**ACTIVITY**.
State the number of lines in the records underneath where the word "metadata" turns up, and say nothing else.

**RECORDS**.
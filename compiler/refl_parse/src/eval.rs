//! Integer constant-expression evaluation.
//!
//! Shared by `#if` directives and enum constant initialisers. Arithmetic
//! wraps on overflow, matching what a compiler does for `i64`.

use thiserror::Error;

use crate::lexer::{Token, TokenKind};

/// Why an expression has no value.
#[derive(Clone, Debug, PartialEq, Eq, Error)]
pub enum EvalError {
    #[error("empty expression")]
    Empty,
    #[error("unknown identifier '{0}'")]
    UnknownIdentifier(String),
    #[error("unexpected '{0}' in constant expression")]
    Unexpected(String),
    #[error("invalid integer literal '{0}'")]
    BadLiteral(String),
    #[error("division by zero")]
    DivisionByZero,
}

/// Evaluate `tokens` as an integer constant expression.
///
/// Identifiers go through `resolve`; `true` and `false` are built in.
pub fn evaluate(tokens: &[Token], resolve: &dyn Fn(&str) -> Option<i64>) -> Result<i64, EvalError> {
    if tokens.is_empty() {
        return Err(EvalError::Empty);
    }
    let mut eval = Evaluator {
        tokens,
        pos: 0,
        resolve,
    };
    let value = eval.expr(0)?;
    match eval.peek() {
        None => Ok(value),
        Some(token) => Err(EvalError::Unexpected(token.text.to_string())),
    }
}

/// Value of an integer literal token such as `0x1F`, `1'000u` or `017`.
pub fn parse_int_literal(text: &str) -> Result<i64, EvalError> {
    let bad = || EvalError::BadLiteral(text.to_string());
    let digits: String = text
        .trim_end_matches(['u', 'U', 'l', 'L', 'z', 'Z'])
        .chars()
        .filter(|&c| c != '\'')
        .collect();
    let (radix, body) = if let Some(hex) = digits
        .strip_prefix("0x")
        .or_else(|| digits.strip_prefix("0X"))
    {
        (16, hex)
    } else if let Some(bin) = digits
        .strip_prefix("0b")
        .or_else(|| digits.strip_prefix("0B"))
    {
        (2, bin)
    } else if digits.len() > 1 && digits.starts_with('0') {
        (8, &digits[1..])
    } else {
        (10, digits.as_str())
    };
    u64::from_str_radix(body, radix)
        .map(reinterpret_unsigned)
        .map_err(|_| bad())
}

#[expect(
    clippy::cast_possible_wrap,
    reason = "unsigned literals above i64::MAX keep their bit pattern"
)]
fn reinterpret_unsigned(value: u64) -> i64 {
    value as i64
}

/// Value of a character literal token such as `'a'` or `'\n'`.
fn parse_char_literal(text: &str) -> Result<i64, EvalError> {
    let bad = || EvalError::BadLiteral(text.to_string());
    let start = text.find('\'').ok_or_else(bad)?;
    let body = text
        .get(start + 1..text.len().saturating_sub(1))
        .ok_or_else(bad)?;
    let mut chars = body.chars();
    let c = match chars.next() {
        Some('\\') => match chars.next() {
            Some('n') => '\n',
            Some('r') => '\r',
            Some('t') => '\t',
            Some('0') => '\0',
            Some(c) => c,
            None => return Err(bad()),
        },
        Some(c) => c,
        None => return Err(bad()),
    };
    Ok(i64::from(u32::from(c)))
}

struct Evaluator<'a> {
    tokens: &'a [Token],
    pos: usize,
    resolve: &'a dyn Fn(&str) -> Option<i64>,
}

/// Binding power of a binary operator (higher binds tighter).
fn binary_power(kind: TokenKind) -> Option<u8> {
    Some(match kind {
        TokenKind::PipePipe => 2,
        TokenKind::AmpAmp => 3,
        TokenKind::Pipe => 4,
        TokenKind::Caret => 5,
        TokenKind::Amp => 6,
        TokenKind::EqEq | TokenKind::NotEq => 7,
        TokenKind::Lt | TokenKind::Gt | TokenKind::LtEq | TokenKind::GtEq => 8,
        TokenKind::Shl | TokenKind::Shr => 9,
        TokenKind::Plus | TokenKind::Minus => 10,
        TokenKind::Star | TokenKind::Slash | TokenKind::Percent => 11,
        _ => return None,
    })
}

impl<'a> Evaluator<'a> {
    fn peek(&self) -> Option<&'a Token> {
        self.tokens.get(self.pos)
    }

    fn bump(&mut self) -> Option<&'a Token> {
        let token = self.tokens.get(self.pos);
        self.pos += 1;
        token
    }

    fn expect(&mut self, kind: TokenKind) -> Result<(), EvalError> {
        match self.bump() {
            Some(token) if token.kind == kind => Ok(()),
            Some(token) => Err(EvalError::Unexpected(token.text.to_string())),
            None => Err(EvalError::Empty),
        }
    }

    fn expr(&mut self, min_power: u8) -> Result<i64, EvalError> {
        let mut lhs = self.unary()?;

        loop {
            let Some(kind) = self.peek().map(|t| t.kind) else {
                break;
            };
            if kind == TokenKind::Question {
                if min_power > 1 {
                    break;
                }
                self.pos += 1;
                let then = self.expr(0)?;
                self.expect(TokenKind::Colon)?;
                let otherwise = self.expr(1)?;
                lhs = if lhs != 0 { then } else { otherwise };
                continue;
            }
            let Some(power) = binary_power(kind) else {
                break;
            };
            if power <= min_power {
                break;
            }
            self.pos += 1;
            let rhs = self.expr(power)?;
            lhs = apply(kind, lhs, rhs)?;
        }

        Ok(lhs)
    }

    fn unary(&mut self) -> Result<i64, EvalError> {
        let Some(token) = self.bump() else {
            return Err(EvalError::Empty);
        };
        match token.kind {
            TokenKind::Bang => Ok(i64::from(self.unary()? == 0)),
            TokenKind::Tilde => Ok(!self.unary()?),
            TokenKind::Minus => Ok(self.unary()?.wrapping_neg()),
            TokenKind::Plus => self.unary(),
            TokenKind::LParen => {
                let value = self.expr(0)?;
                self.expect(TokenKind::RParen)?;
                Ok(value)
            }
            TokenKind::Int => parse_int_literal(&token.text),
            TokenKind::Char => parse_char_literal(&token.text),
            TokenKind::Ident => match &*token.text {
                "true" => Ok(1),
                "false" => Ok(0),
                name => {
                    let name = name.to_string();
                    // `Enum::Value` resolves on its last segment
                    let mut resolved = name.clone();
                    while self.peek().map(|t| t.kind) == Some(TokenKind::ColonColon) {
                        self.pos += 1;
                        match self.bump() {
                            Some(t) if t.kind == TokenKind::Ident => resolved = t.text.to_string(),
                            Some(t) => return Err(EvalError::Unexpected(t.text.to_string())),
                            None => return Err(EvalError::Empty),
                        }
                    }
                    (self.resolve)(&resolved).ok_or(EvalError::UnknownIdentifier(resolved))
                }
            },
            _ => Err(EvalError::Unexpected(token.text.to_string())),
        }
    }
}

fn apply(op: TokenKind, lhs: i64, rhs: i64) -> Result<i64, EvalError> {
    let shift = |v: i64| u32::try_from(v & 63).unwrap_or(0);
    Ok(match op {
        TokenKind::PipePipe => i64::from(lhs != 0 || rhs != 0),
        TokenKind::AmpAmp => i64::from(lhs != 0 && rhs != 0),
        TokenKind::Pipe => lhs | rhs,
        TokenKind::Caret => lhs ^ rhs,
        TokenKind::Amp => lhs & rhs,
        TokenKind::EqEq => i64::from(lhs == rhs),
        TokenKind::NotEq => i64::from(lhs != rhs),
        TokenKind::Lt => i64::from(lhs < rhs),
        TokenKind::Gt => i64::from(lhs > rhs),
        TokenKind::LtEq => i64::from(lhs <= rhs),
        TokenKind::GtEq => i64::from(lhs >= rhs),
        TokenKind::Shl => lhs.wrapping_shl(shift(rhs)),
        TokenKind::Shr => lhs.wrapping_shr(shift(rhs)),
        TokenKind::Plus => lhs.wrapping_add(rhs),
        TokenKind::Minus => lhs.wrapping_sub(rhs),
        TokenKind::Star => lhs.wrapping_mul(rhs),
        TokenKind::Slash | TokenKind::Percent if rhs == 0 => {
            return Err(EvalError::DivisionByZero);
        }
        TokenKind::Slash => lhs.wrapping_div(rhs),
        TokenKind::Percent => lhs.wrapping_rem(rhs),
        _ => return Err(EvalError::Unexpected(format!("{op:?}"))),
    })
}

#[cfg(test)]
mod tests;
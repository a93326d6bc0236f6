//! Refl Runtime - runtime reflection model
//!
//! Lets code that only holds a type-erased [`Variant`] read, write and call
//! members of registered classes by name:
//!
//! - [`ClassBuilder`] / [`RegistryBuilder`] describe types, then `build()`
//!   freezes them into a read-only, thread-safe [`TypeRegistry`]
//! - [`MetaProperty`] wraps an accessor that reads or writes one field of a
//!   type-erased instance
//! - [`MetaMethod`] wraps a type-erased entry point with recorded parameter
//!   tags
//! - super types are names resolved through the registry; base members are
//!   reached from derived instances by projecting along [`Upcast`] links
//!
//! Failed lookups and type mismatches never panic: the plain accessors log
//! a warning and return a failure value, the `try_*` forms return
//! [`ReflectError`].

mod class;
mod context;
mod enumeration;
mod error;
mod metadata;
mod method;
mod object;
mod property;
mod registry;
mod variant;

pub use class::{Constructor, FieldUpcast, IdentityUpcast, MetaClass, Upcast};
pub use context::ReflectContext;
pub use enumeration::{EnumConstant, MetaEnum};
pub use error::ReflectError;
pub use metadata::DisplayMetadata;
pub use method::{ArgBlock, MetaMethod, MethodEntry};
pub use object::{DynamicObject, Instance, ObjectRef};
pub use property::{DynamicSlot, FieldAccess, MetaProperty, PropertyAccessor};
pub use registry::{ClassBuilder, ClassRef, MethodRef, PropertyRef, RegistryBuilder, TypeRegistry};
pub use variant::{EnumValue, Variant, VariantType, VariantValue};
pub use refl_ir::RecordKind;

**ANSWER SECTION**.
2